§ **Task details**
Begin with the line containing "Re-exports for convenience" and copy every line after it to the end of the entries, exactly, leaving out the lines before it.

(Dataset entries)
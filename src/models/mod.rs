use uuid::Uuid;

pub mod batch;
pub mod site;
pub mod snapshot;

// Re-exports for convenience
pub use batch::*;
pub use site::*;
pub use snapshot::*;

// Helper function to generate IDs in the format expected by the database
pub fn generate_id() -> String {
    Uuid::new_v4().simple().to_string()
}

§ **Response to this exercise**
// Re-exports for convenience
pub use batch::*;
pub use site::*;
pub use snapshot::*;

// Helper function to generate IDs in the format expected by the database
pub fn generate_id() -> String {
    Uuid::new_v4().simple().to_string()
}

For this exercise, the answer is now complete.